GenAI Arcade

0 object(s)
 

Sort of Calculator

Sort of Calculator

Ever asked AI to do simple maths and watched it confidently get the wrong answer?

That’s because LLMs aren’t actually very good calculators - they’re just really good at pretending to be. Usually, when an AI gets maths right, it’s because it’s secretly using external tools like code interpreters. But what happens when you don’t let it cheat?

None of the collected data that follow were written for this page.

//! Error types for chatsh.

use std::path::PathBuf;
use thiserror::Error;

#[derive(Error, Debug)]
pub enum ChatshError {
    #[error("Failed to append to interaction log {path}: {source}")]
    LogWrite {
        path: PathBuf,
        #[source]
        source: std::io::Error,
    },

    #[error("Interaction log {path} is corrupt: {reason}")]
    CorruptLog { path: PathBuf, reason: String },

    #[error("Interaction log was loaded for inspection and cannot be written")]
    ReadOnlyLog,

    #[error("Invalid interaction log file {path}: {reason}")]
    InvalidLogFile { path: PathBuf, reason: String },

    #[error("Parent id {parent_id} must be smaller than interaction id {id}")]
    InvalidParent { id: u64, parent_id: u64 },

    #[error("Interaction not found: {0}")]
    UnknownInteraction(u64),

    #[error("Nothing to rewind: the last turn is not an assistant response")]
    NothingToRewind,

    #[error("Model backend error: {0}")]
    Backend(String),

    #[error("IO error: {0}")]
    Io(#[from] std::io::Error),

    #[error("JSON error: {0}")]
    Json(#[from] serde_json::Error),
}

impl ChatshError {
    /// Errors that leave the audit trail unverifiable and must end the session.
    pub fn is_fatal(&self) -> bool {
        matches!(self, Self::LogWrite { .. } | Self::CorruptLog { .. })
    }
}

In this widget, we’ve forced the model to behave like a simple calculator using only what it has learnt from its training data - no external tools, no writing and running code, and no built-in calculator.


You can try basic operations like: addition (+), subtraction (−), multiplication (×), and division (÷). Don’t be surprised if it gets things wrong, especially with bigger or more unusual numbers. You might be surprised about how good (or bad) this type of AI actually is with numbers.


Why Does This Happen?

Because LLMs don’t actually do maths. They generate text by guessing what words (or numbers) are likely to come next, based on patterns they’ve seen before.

They’ve seen “2 + 2 = 4” so many times that they’ve learnt to repeat it. But if you ask for something like “17 × 43” or “the square root of 242”, they might just guess — and guess incorrectly.

They’re not calculating. They’re predicting.


But I’ve Seen AI Get Maths Right Before…

If you’ve used ChatGPT or other AI systems and seen them solve maths problems correctly, that’s because they’re getting help behind the scenes. These systems quietly use external tools like code interpreters to actually do the calculations.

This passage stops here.